March 18, 2020
On March 17, 2020, the Health and Human Services Office of Civil Rights (“OCR”) published an announcement that it would temporarily suspend HIPAA enforcement to support telehealth service expansion efforts. The OCR’s announcement coincided with the Centers for Medicare and Medicaid Services’ (“CMS”) waiver of Medicare telehealth requirements to allow health care providers to remotely treat patients to contain the spread of COVID-19. The OCR’s announcement applies only while the COVID-19 public health emergency remains in effect.
The OCR stated that, effective immediately, it will decline to impose penalties for noncompliance with HIPAA’s existing regulatory requirements for telehealth services, provided that the telehealth services delivered in good faith during the COVID-19 public health emergency. During that time, providers may use any non-public facing, audio and video remote communication to telecommunicate with patients. Examples of non-facing applications that may be utilized include Apple FaceTime, Facebook Messenger video chat, Google Hangouts video, and Skype. Although providers will not face penalties for non-compliance with HIPAA while using such applications, OCR has nonetheless encouraged providers to notify patients of associated privacy risks with using these popular applications.

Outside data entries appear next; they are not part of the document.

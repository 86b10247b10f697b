use crate::foundation::error::{IsovoxError, IsovoxResult};
use glam::{IVec3, IVec4};

/// Integer 4x4 affine transform, stored column-major (`flat = row + col * 4`).
///
/// Products are accumulated in `f64` and rounded to the nearest integer. Scene transforms
/// only ever hold translations and axis-permutation rotations (entries in `{-1, 0, 1}`),
/// so composition stays exact.
#[derive(Clone, Copy, Debug, PartialEq, Eq, Hash)]
pub struct IntAffine {
    m: [i32; 16],
}

impl Default for IntAffine {
    fn default() -> Self {
        Self::IDENTITY
    }
}

impl IntAffine {
    /// Identity transform.
    pub const IDENTITY: Self = Self {
        m: [1, 0, 0, 0, 0, 1, 0, 0, 0, 0, 1, 0, 0, 0, 0, 1],
    };

    /// All-zero matrix.
    pub const ZERO: Self = Self { m: [0; 16] };

    /// Build from four columns.
    pub const fn from_columns(c0: IVec4, c1: IVec4, c2: IVec4, c3: IVec4) -> Self {
        Self {
            m: [
                c0.x, c0.y, c0.z, c0.w, c1.x, c1.y, c1.z, c1.w, c2.x, c2.y, c2.z, c2.w, c3.x,
                c3.y, c3.z, c3.w,
            ],
        }
    }

    /// Build from row-major rows.
    pub fn from_rows(rows: [[i32; 4]; 4]) -> Self {
        let mut out = Self::ZERO;
        for (r, row) in rows.iter().enumerate() {
            for (c, v) in row.iter().enumerate() {
                out.m[r + c * 4] = *v;
            }
        }
        out
    }

    /// Translation by `t`.
    pub fn translate(t: IVec3) -> Self {
        let mut out = Self::IDENTITY;
        out.m[12] = t.x;
        out.m[13] = t.y;
        out.m[14] = t.z;
        out
    }

    /// Axis-aligned scale by `s`.
    pub fn scale(s: IVec3) -> Self {
        let mut out = Self::ZERO;
        out.m[0] = s.x;
        out.m[5] = s.y;
        out.m[10] = s.z;
        out.m[15] = 1;
        out
    }

    #[inline]
    fn at(&self, row: usize, col: usize) -> i32 {
        self.m[row + col * 4]
    }

    /// Element at `(row, col)`.
    pub fn get(&self, row: usize, col: usize) -> IsovoxResult<i32> {
        if row > 3 || col > 3 {
            return Err(IsovoxError::validation(format!(
                "matrix index ({row}, {col}) out of range"
            )));
        }
        Ok(self.at(row, col))
    }

    /// Set element at `(row, col)`.
    pub fn set(&mut self, row: usize, col: usize, value: i32) -> IsovoxResult<()> {
        if row > 3 || col > 3 {
            return Err(IsovoxError::validation(format!(
                "matrix index ({row}, {col}) out of range"
            )));
        }
        self.m[row + col * 4] = value;
        Ok(())
    }

    /// Element at column-major flat index `0..16`.
    pub fn get_flat(&self, index: usize) -> IsovoxResult<i32> {
        self.m.get(index).copied().ok_or_else(|| {
            IsovoxError::validation(format!("matrix flat index {index} out of range"))
        })
    }

    /// Set element at column-major flat index `0..16`.
    pub fn set_flat(&mut self, index: usize, value: i32) -> IsovoxResult<()> {
        let slot = self.m.get_mut(index).ok_or_else(|| {
            IsovoxError::validation(format!("matrix flat index {index} out of range"))
        })?;
        *slot = value;
        Ok(())
    }

    /// Column `index`.
    pub fn column(&self, index: usize) -> IsovoxResult<IVec4> {
        if index > 3 {
            return Err(IsovoxError::validation(format!(
                "matrix column {index} out of range"
            )));
        }
        let b = index * 4;
        Ok(IVec4::new(self.m[b], self.m[b + 1], self.m[b + 2], self.m[b + 3]))
    }

    /// Row `index`.
    pub fn row(&self, index: usize) -> IsovoxResult<IVec4> {
        if index > 3 {
            return Err(IsovoxError::validation(format!(
                "matrix row {index} out of range"
            )));
        }
        Ok(IVec4::new(
            self.m[index],
            self.m[index + 4],
            self.m[index + 8],
            self.m[index + 12],
        ))
    }

    /// Replace column `index`.
    pub fn set_column(&mut self, index: usize, column: IVec4) -> IsovoxResult<()> {
        if index > 3 {
            return Err(IsovoxError::validation(format!(
                "matrix column {index} out of range"
            )));
        }
        let b = index * 4;
        self.m[b..b + 4].copy_from_slice(&[column.x, column.y, column.z, column.w]);
        Ok(())
    }

    /// Replace row `index`.
    pub fn set_row(&mut self, index: usize, row: IVec4) -> IsovoxResult<()> {
        if index > 3 {
            return Err(IsovoxError::validation(format!(
                "matrix row {index} out of range"
            )));
        }
        self.m[index] = row.x;
        self.m[index + 4] = row.y;
        self.m[index + 8] = row.z;
        self.m[index + 12] = row.w;
        Ok(())
    }

    /// Upper 3x3 block with translation removed.
    pub fn rotation_part(&self) -> Self {
        let mut out = Self::IDENTITY;
        for col in 0..3 {
            for row in 0..3 {
                out.m[row + col * 4] = self.at(row, col);
            }
        }
        out
    }

    /// Translation column.
    pub fn translation(&self) -> IVec3 {
        IVec3::new(self.m[12], self.m[13], self.m[14])
    }

    /// Full homogeneous point transform, including the divide by `w`.
    ///
    /// A degenerate `w == 0` leaves the result undivided.
    pub fn transform_point(&self, p: IVec3) -> IVec3 {
        let (x, y, z) = (f64::from(p.x), f64::from(p.y), f64::from(p.z));
        let row = |r: usize| {
            f64::from(self.at(r, 0)) * x
                + f64::from(self.at(r, 1)) * y
                + f64::from(self.at(r, 2)) * z
                + f64::from(self.at(r, 3))
        };
        let w = row(3);
        let inv = if w == 0.0 { 1.0 } else { 1.0 / w };
        IVec3::new(
            round(row(0) * inv),
            round(row(1) * inv),
            round(row(2) * inv),
        )
    }

    /// Point transform that assumes an affine bottom row (`w == 1`).
    pub fn transform_point3x4(&self, p: IVec3) -> IVec3 {
        let (x, y, z) = (f64::from(p.x), f64::from(p.y), f64::from(p.z));
        let row = |r: usize| {
            f64::from(self.at(r, 0)) * x
                + f64::from(self.at(r, 1)) * y
                + f64::from(self.at(r, 2)) * z
                + f64::from(self.at(r, 3))
        };
        IVec3::new(round(row(0)), round(row(1)), round(row(2)))
    }

    /// Direction transform; translation is ignored.
    pub fn transform_vector(&self, v: IVec3) -> IVec3 {
        let (x, y, z) = (f64::from(v.x), f64::from(v.y), f64::from(v.z));
        let row = |r: usize| {
            f64::from(self.at(r, 0)) * x
                + f64::from(self.at(r, 1)) * y
                + f64::from(self.at(r, 2)) * z
        };
        IVec3::new(round(row(0)), round(row(1)), round(row(2)))
    }
}

impl std::ops::Mul for IntAffine {
    type Output = IntAffine;

    fn mul(self, rhs: IntAffine) -> IntAffine {
        let mut out = IntAffine::ZERO;
        for col in 0..4 {
            for row in 0..4 {
                let mut acc = 0.0f64;
                for k in 0..4 {
                    acc += f64::from(self.at(row, k)) * f64::from(rhs.at(k, col));
                }
                out.m[row + col * 4] = round(acc);
            }
        }
        out
    }
}

#[inline]
fn round(v: f64) -> i32 {
    v.round() as i32
}

#[cfg(test)]
#[path = "../../tests/unit/geometry/affine.rs"]
mod tests;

Additionally, while OCR has encouraged providers that seek additional privacy protections to use communication vendors and products that are HIPAA compliant, and enter into business associate agreements (“BAAs”) when required, OCR will not impose penalties against providers for the lack of a BAA during the public health emergency. In light of OCR lessening these restrictions, providers must still comply with applicable state laws governing the privacy and security of protected health information. The OCR published a bulletin with additional information relating to this announcement.